As prices skyrocketed, losses on these contracts increased, requiring Uniper to make margin payments to brokers and stock exchanges.
In November, the company reported a loss of almost € 4.8 billion for the first nine months of 2021 due to brand-to-market losses on derivative contracts. The company said at the time that it had hedged 90 percent of its German power for 2022 at € 49 per megawatt hour and 90 percent for 2023 at € 51.
Shares in Uniper, which recently reached a record high at the end of last month, fell 2.3 percent to € 41 on Wednesday.
Commodity bankers said Uniper is not the only company trying to secure additional liquidity in light of unprecedented volatility in natural gas prices, which has fluctuated violently since Christmas.

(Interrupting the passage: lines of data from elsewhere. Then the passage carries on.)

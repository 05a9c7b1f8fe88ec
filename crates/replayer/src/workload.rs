//! Seeded synthetic workload.
//!
//! Two-object transfers over a universe of objects, a configurable share of
//! which pair objects homed on different partitions. Another share creates
//! fresh objects, which later transfers may then touch. The same seed always
//! yields the same operation sequence.

use rand::{Rng, SeedableRng};
use rand_chacha::ChaCha8Rng;
use serde::{Deserialize, Serialize};
use shardrun_partitioning::home_partition;
use shardrun_types::{Method, ObjectKey, Operation, OperationId};
use std::fmt;
use std::str::FromStr;
use thiserror::Error;

/// Errors building a synthetic workload.
#[derive(Debug, Clone, PartialEq, Error)]
pub enum WorkloadError {
    #[error("{name} {value} is outside 0.0..=1.0")]
    InvalidRatio { name: &'static str, value: f64 },

    #[error("objects_per_partition must be at least 2, got {0}")]
    TooFewObjects(usize),

    #[error("workload needs at least one partition")]
    ZeroPartitions,

    #[error("{0}")]
    InvalidSelection(String),
}

/// How objects are picked within a partition.
#[derive(Debug, Clone, Copy, Default, PartialEq, Serialize, Deserialize)]
#[serde(try_from = "String", into = "String")]
pub enum SelectionMode {
    /// Uniform.
    #[default]
    Random,

    /// Skewed toward low indices. Higher exponents concentrate traffic on
    /// fewer hot objects.
    Zipf { exponent: f64 },
}

impl FromStr for SelectionMode {
    type Err = WorkloadError;

    fn from_str(s: &str) -> Result<Self, Self::Err> {
        match s.to_lowercase().as_str() {
            "random" => Ok(SelectionMode::Random),
            "zipf" => Ok(SelectionMode::Zipf { exponent: 1.5 }),
            s if s.starts_with("zipf:") => {
                let exponent: f64 = s[5..].parse().map_err(|_| {
                    WorkloadError::InvalidSelection(format!("invalid zipf exponent: {}", &s[5..]))
                })?;
                let mode = SelectionMode::Zipf { exponent };
                mode.validate()?;
                Ok(mode)
            }
            _ => Err(WorkloadError::InvalidSelection(format!(
                "unknown selection mode '{s}': expected 'random', 'zipf' or 'zipf:<exponent>'"
            ))),
        }
    }
}

impl SelectionMode {
    /// Zipf exponents below 1 are rejected; the sampler is only defined from 1 up.
    pub fn validate(&self) -> Result<(), WorkloadError> {
        match *self {
            SelectionMode::Zipf { exponent } if !exponent.is_finite() || exponent < 1.0 => {
                Err(WorkloadError::InvalidSelection(format!(
                    "zipf exponent must be at least 1, got {exponent}"
                )))
            }
            _ => Ok(()),
        }
    }
}

impl fmt::Display for SelectionMode {
    fn fmt(&self, f: &mut fmt::Formatter<'_>) -> fmt::Result {
        match self {
            SelectionMode::Random => f.write_str("random"),
            SelectionMode::Zipf { exponent } => write!(f, "zipf:{exponent}"),
        }
    }
}

impl TryFrom<String> for SelectionMode {
    type Error = WorkloadError;

    fn try_from(value: String) -> Result<Self, Self::Error> {
        value.parse()
    }
}

impl From<SelectionMode> for String {
    fn from(mode: SelectionMode) -> Self {
        mode.to_string()
    }
}

/// Shape of a synthetic workload.
#[derive(Debug, Clone, PartialEq, Serialize, Deserialize)]
#[serde(default)]
pub struct WorkloadConfig {
    /// Objects homed on each partition.
    pub objects_per_partition: usize,

    /// Operations to generate.
    pub operations: u64,

    /// Share of operations pairing objects homed on different partitions.
    pub cross_shard_ratio: f64,

    /// Share of operations creating a new object instead of transferring.
    pub create_ratio: f64,

    /// Object selection within a partition.
    pub selection: SelectionMode,

    /// RNG seed.
    pub seed: u64,
}

impl Default for WorkloadConfig {
    fn default() -> Self {
        Self {
            objects_per_partition: 100,
            operations: 1000,
            cross_shard_ratio: 0.3,
            create_ratio: 0.0,
            selection: SelectionMode::Random,
            seed: 42,
        }
    }
}
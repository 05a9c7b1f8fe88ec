//! Residency map and per-partition load.

use crate::PlacementPolicy;
use parking_lot::RwLock;
use shardrun_types::{ObjectKey, PartitionId};
use std::collections::HashMap;
use thiserror::Error;
use tracing::{debug, trace};

/// Errors from placement operations.
#[derive(Debug, Clone, PartialEq, Eq, Error)]
pub enum PartitionError {
    /// A partitioning needs at least one partition.
    #[error("number of partitions must be at least 1")]
    ZeroPartitions,

    /// `assign` was called for a key that already has a partition.
    #[error("{key} already assigned to {partition}")]
    AlreadyAssigned {
        /// The key.
        key: ObjectKey,
        /// Its current partition.
        partition: PartitionId,
    },

    /// A key was queried before being assigned.
    #[error("{key} has no partition assignment")]
    Unassigned {
        /// The key.
        key: ObjectKey,
    },

    /// A partition id outside `1..=num_partitions`.
    #[error("{partition} out of range (num_partitions = {num_partitions})")]
    OutOfRange {
        /// The offending partition.
        partition: PartitionId,
        /// Configured partition count.
        num_partitions: u64,
    },

    /// A destination was requested for an empty key set.
    #[error("destination requested for an empty key set")]
    NoKeys,
}

/// Deterministic initial partition of a key: `hash % num_partitions + 1`.
pub fn home_partition(key: &ObjectKey, num_partitions: u64) -> PartitionId {
    PartitionId(key.placement_hash() % num_partitions + 1)
}

#[derive(Debug)]
struct PartitionMap {
    residency: HashMap<ObjectKey, PartitionId>,
    /// Indexed by `PartitionId::index()`.
    loads: Vec<u64>,
}

impl PartitionMap {
    fn partition_of(&self, key: &ObjectKey) -> Result<PartitionId, PartitionError> {
        self.residency
            .get(key)
            .copied()
            .ok_or(PartitionError::Unassigned { key: *key })
    }

    /// Least-loaded partition among `candidates`, lowest id on ties.
    fn least_loaded(&self, candidates: impl Iterator<Item = PartitionId>) -> Option<PartitionId> {
        candidates.min_by_key(|p| (self.loads[p.index()], p.0))
    }
}

/// Object key to partition assignment with per-partition load counters.
///
/// The map and the counters live behind one reader/writer lock and are
/// always updated together, so the loads sum to the number of assigned
/// keys at every point another thread can observe. The lock is never held
/// across an await point.
#[derive(Debug)]
pub struct Partitioning {
    num_partitions: u64,
    policy: PlacementPolicy,
    inner: RwLock<PartitionMap>,
}

impl Partitioning {
    /// Create an empty partitioning over `1..=num_partitions`.
    pub fn new(num_partitions: u64) -> Result<Self, PartitionError> {
        if num_partitions == 0 {
            return Err(PartitionError::ZeroPartitions);
        }
        Ok(Self {
            num_partitions,
            policy: PlacementPolicy::default(),
            inner: RwLock::new(PartitionMap {
                residency: HashMap::new(),
                loads: vec![0; num_partitions as usize],
            }),
        })
    }

    /// Set the destination policy.
    pub fn with_policy(mut self, policy: PlacementPolicy) -> Self {
        self.policy = policy;
        self
    }

    /// Number of partitions.
    pub fn num_partitions(&self) -> u64 {
        self.num_partitions
    }

    /// Active destination policy.
    pub fn policy(&self) -> PlacementPolicy {
        self.policy
    }

    /// Partition `key` would be assigned to.
    pub fn home_partition(&self, key: &ObjectKey) -> PartitionId {
        home_partition(key, self.num_partitions)
    }

    /// Place a key for the first time at its home partition.
    ///
    /// Placement happens once per key; later changes go through
    /// [`Partitioning::move_object`].
    pub fn assign(&self, key: ObjectKey) -> Result<PartitionId, PartitionError> {
        let home = self.home_partition(&key);
        let mut inner = self.inner.write();
        if let Some(&partition) = inner.residency.get(&key) {
            return Err(PartitionError::AlreadyAssigned { key, partition });
        }
        inner.residency.insert(key, home);
        inner.loads[home.index()] += 1;
        trace!(%key, partition = home.0, "Assigned object");
        Ok(home)
    }

    /// Current partition of `key`, if assigned.
    pub fn current_partition(&self, key: &ObjectKey) -> Option<PartitionId> {
        self.inner.read().residency.get(key).copied()
    }

    /// Whether every key currently resolves to the same partition.
    ///
    /// Every key must already be assigned.
    pub fn same_shard(&self, keys: &[ObjectKey]) -> Result<bool, PartitionError> {
        let inner = self.inner.read();
        let mut first = None;
        let mut same = true;
        for key in keys {
            let partition = inner.partition_of(key)?;
            match first {
                None => first = Some(partition),
                Some(p) if p != partition => same = false,
                Some(_) => {}
            }
        }
        Ok(same)
    }

    /// Reassign `key` to `destination`, returning its previous partition.
    ///
    /// Works for both assigned and never-seen keys. The source counter is
    /// decremented and the destination counter incremented under the same
    /// write lock as the map update.
    pub fn move_object(
        &self,
        key: ObjectKey,
        destination: PartitionId,
    ) -> Result<Option<PartitionId>, PartitionError> {
        self.check_range(destination)?;
        let mut inner = self.inner.write();
        let previous = inner.residency.insert(key, destination);
        if previous == Some(destination) {
            return Ok(previous);
        }
        if let Some(source) = previous {
            inner.loads[source.index()] -= 1;
        }
        inner.loads[destination.index()] += 1;
        debug!(
            %key,
            from = previous.map(|p| p.0),
            to = destination.0,
            "Moved object"
        );
        Ok(previous)
    }

    /// Convergence partition for an operation over `keys` under the active
    /// policy. Every key must already be assigned.
    pub fn choose_destination(&self, keys: &[ObjectKey]) -> Result<PartitionId, PartitionError> {
        let first = keys.first().ok_or(PartitionError::NoKeys)?;
        let inner = self.inner.read();

        match self.policy {
            PlacementPolicy::Occupants => {
                let occupied = keys
                    .iter()
                    .map(|key| inner.partition_of(key))
                    .collect::<Result<Vec<_>, _>>()?;
                Ok(inner
                    .least_loaded(occupied.into_iter())
                    .unwrap_or(PartitionId(1)))
            }
            PlacementPolicy::GlobalExcludingSource => {
                let source = inner.partition_of(first)?;
                for key in &keys[1..] {
                    inner.partition_of(key)?;
                }
                Ok(inner
                    .least_loaded(PartitionId::all(self.num_partitions).filter(|p| *p != source))
                    .unwrap_or(source))
            }
        }
    }

    /// Number of objects currently assigned to `partition`.
    pub fn load(&self, partition: PartitionId) -> u64 {
        self.inner
            .read()
            .loads
            .get(partition.index())
            .copied()
            .unwrap_or(0)
    }

    /// Loads of all partitions, indexed by `PartitionId::index()`.
    pub fn loads(&self) -> Vec<u64> {
        self.inner.read().loads.clone()
    }

    /// Number of assigned objects.
    pub fn assigned_count(&self) -> usize {
        self.inner.read().residency.len()
    }

    fn check_range(&self, partition: PartitionId) -> Result<(), PartitionError> {
        if partition.0 == 0 || partition.0 > self.num_partitions {
            return Err(PartitionError::OutOfRange {
                partition,
                num_partitions: self.num_partitions,
            });
        }
        Ok(())
    }
}

#[cfg(test)]
mod tests {
    use super::*;
    use rand::{Rng, SeedableRng};
    use rand_chacha::ChaCha8Rng;
    use std::sync::Arc;

    fn key(id: u64) -> ObjectKey {
        ObjectKey::Id(id)
    }

    fn assert_loads_consistent(p: &Partitioning) {
        let total: u64 = p.loads().iter().sum();
        assert_eq!(total, p.assigned_count() as u64);
    }

    #[test]
    fn test_assign_uses_hash_home() {
        let p = Partitioning::new(4).unwrap();

        assert_eq!(p.assign(key(7)).unwrap(), PartitionId(4));
        assert_eq!(p.load(PartitionId(4)), 1);
        assert_eq!(p.current_partition(&key(7)), Some(PartitionId(4)));

        assert_eq!(p.assign(key(8)).unwrap(), PartitionId(1));
        assert_eq!(p.load(PartitionId(1)), 1);
    }

    #[test]
    fn test_address_key_places_by_trailing_bytes() {
        let mut bytes = [0xffu8; 20];
        bytes[12..].copy_from_slice(&10u64.to_be_bytes());
        let addr = ObjectKey::Address(bytes);

        assert_eq!(home_partition(&addr, 4), PartitionId(3));
    }

    #[test]
    fn test_zero_partitions_rejected() {
        assert_eq!(
            Partitioning::new(0).unwrap_err(),
            PartitionError::ZeroPartitions
        );
    }

    #[test]
    fn test_reassign_is_an_error() {
        let p = Partitioning::new(4).unwrap();
        p.assign(key(7)).unwrap();

        let err = p.assign(key(7)).unwrap_err();
        assert_eq!(
            err,
            PartitionError::AlreadyAssigned {
                key: key(7),
                partition: PartitionId(4)
            }
        );
        assert_eq!(p.load(PartitionId(4)), 1);
    }

    #[test]
    fn test_same_shard() {
        let p = Partitioning::new(4).unwrap();
        for id in [1, 5, 2] {
            p.assign(key(id)).unwrap();
        }

        assert!(p.same_shard(&[key(1), key(5)]).unwrap());
        assert!(!p.same_shard(&[key(1), key(2)]).unwrap());
        assert!(p.same_shard(&[]).unwrap());
        assert_eq!(
            p.same_shard(&[key(1), key(99)]).unwrap_err(),
            PartitionError::Unassigned { key: key(99) }
        );
    }

    #[test]
    fn test_move_updates_loads() {
        let p = Partitioning::new(4).unwrap();
        p.assign(key(7)).unwrap();

        let previous = p.move_object(key(7), PartitionId(2)).unwrap();
        assert_eq!(previous, Some(PartitionId(4)));
        assert_eq!(p.load(PartitionId(4)), 0);
        assert_eq!(p.load(PartitionId(2)), 1);
        assert_eq!(p.current_partition(&key(7)), Some(PartitionId(2)));
        assert_loads_consistent(&p);
    }

    #[test]
    fn test_move_unseen_key_assigns_it() {
        let p = Partitioning::new(4).unwrap();

        assert_eq!(p.move_object(key(3), PartitionId(1)).unwrap(), None);
        assert_eq!(p.load(PartitionId(1)), 1);
        assert_eq!(p.assigned_count(), 1);
    }

    #[test]
    fn test_move_to_same_partition_is_noop() {
        let p = Partitioning::new(4).unwrap();
        p.assign(key(7)).unwrap();

        p.move_object(key(7), PartitionId(4)).unwrap();
        assert_eq!(p.load(PartitionId(4)), 1);
        assert_loads_consistent(&p);
    }

    #[test]
    fn test_move_out_of_range_rejected() {
        let p = Partitioning::new(4).unwrap();
        assert!(matches!(
            p.move_object(key(1), PartitionId(5)),
            Err(PartitionError::OutOfRange { .. })
        ));
        assert!(matches!(
            p.move_object(key(1), PartitionId(0)),
            Err(PartitionError::OutOfRange { .. })
        ));
        assert_eq!(p.assigned_count(), 0);
    }

    #[test]
    fn test_occupants_policy_picks_least_loaded_occupant() {
        let p = Partitioning::new(4).unwrap();
        // Partition 2: keys 1, 5, 9. Partition 3: key 2.
        for id in [1, 5, 9, 2] {
            p.assign(key(id)).unwrap();
        }

        assert_eq!(
            p.choose_destination(&[key(1), key(2)]).unwrap(),
            PartitionId(3)
        );
    }

    #[test]
    fn test_occupants_policy_ties_break_low() {
        let p = Partitioning::new(4).unwrap();
        p.assign(key(3)).unwrap(); // partition 4
        p.assign(key(1)).unwrap(); // partition 2

        assert_eq!(
            p.choose_destination(&[key(3), key(1)]).unwrap(),
            PartitionId(2)
        );
    }

    #[test]
    fn test_global_policy_excludes_source() {
        let p = Partitioning::new(4)
            .unwrap()
            .with_policy(PlacementPolicy::GlobalExcludingSource);
        // Partition 1 empty but the source; partitions 2..4 loaded 2, 1, 1.
        p.move_object(key(100), PartitionId(1)).unwrap();
        p.move_object(key(101), PartitionId(2)).unwrap();
        p.move_object(key(102), PartitionId(2)).unwrap();
        p.move_object(key(103), PartitionId(3)).unwrap();
        p.move_object(key(104), PartitionId(4)).unwrap();

        assert_eq!(p.choose_destination(&[key(100)]).unwrap(), PartitionId(3));
    }

    #[test]
    fn test_global_policy_single_partition() {
        let p = Partitioning::new(1)
            .unwrap()
            .with_policy(PlacementPolicy::GlobalExcludingSource);
        p.assign(key(9)).unwrap();

        assert_eq!(p.choose_destination(&[key(9)]).unwrap(), PartitionId(1));
    }

    #[test]
    fn test_global_policy_may_pick_unoccupied_partition() {
        let p = Partitioning::new(3)
            .unwrap()
            .with_policy(PlacementPolicy::GlobalExcludingSource);
        // Source on 1, second key on 3; partition 2 holds nothing of this operation.
        p.move_object(key(100), PartitionId(1)).unwrap();
        p.move_object(key(101), PartitionId(3)).unwrap();
        p.move_object(key(102), PartitionId(3)).unwrap();

        assert_eq!(
            p.choose_destination(&[key(100), key(101)]).unwrap(),
            PartitionId(2)
        );
    }

    #[test]
    fn test_choose_destination_requires_assignment() {
        let p = Partitioning::new(4).unwrap();
        p.assign(key(1)).unwrap();

        assert_eq!(p.choose_destination(&[]).unwrap_err(), PartitionError::NoKeys);
        assert_eq!(
            p.choose_destination(&[key(1), key(2)]).unwrap_err(),
            PartitionError::Unassigned { key: key(2) }
        );
    }

    #[test]
    fn test_loads_sum_to_assigned_under_random_moves() {
        let mut rng = ChaCha8Rng::seed_from_u64(11);
        let p = Partitioning::new(5).unwrap();

        for _ in 0..2_000 {
            let k = key(rng.gen_range(0..200));
            if rng.gen_bool(0.5) {
                let _ = p.assign(k);
            } else {
                let dest = PartitionId(rng.gen_range(1..=5));
                p.move_object(k, dest).unwrap();
            }
            assert_loads_consistent(&p);
        }
    }

    #[test]
    fn test_concurrent_moves_keep_loads_consistent() {
        let p = Arc::new(Partitioning::new(3).unwrap());
        for id in 0..30 {
            p.assign(key(id)).unwrap();
        }

        std::thread::scope(|s| {
            for t in 0..4u64 {
                let p = Arc::clone(&p);
                s.spawn(move || {
                    for i in 0..500u64 {
                        let dest = PartitionId((t + i) % 3 + 1);
                        p.move_object(key(i % 30), dest).unwrap();
                        let _ = p.same_shard(&[key(0), key(1)]);
                    }
                });
            }
        });

        assert_eq!(p.assigned_count(), 30);
        assert_loads_consistent(&p);
    }
}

With European gas storage levels 20 percent below seasonal norms, the market remains fragile and exposed to further shocks, according to analysts.
Fortum, which owns 76 percent of Uniper, described the new credit facilities as “precautionary measures to ensure additional liquidity and financial flexibility primarily for the winter season”.
“During 2021, European gas prices rose to 1,000 percent and, together with power prices, were at unprecedented levels in December. “Under these market conditions, Uniper’s focus remains on ensuring reliable deliveries to its customers and meeting its obligations,” he said.
A spokesman for the Federal Ministry of Economic Affairs and Climate Protection said the KfW loan was a “hedging measure”.
“KfW loans serve precisely this purpose of providing companies with additional liquidity and are generally available to all sectors,” the spokesperson said.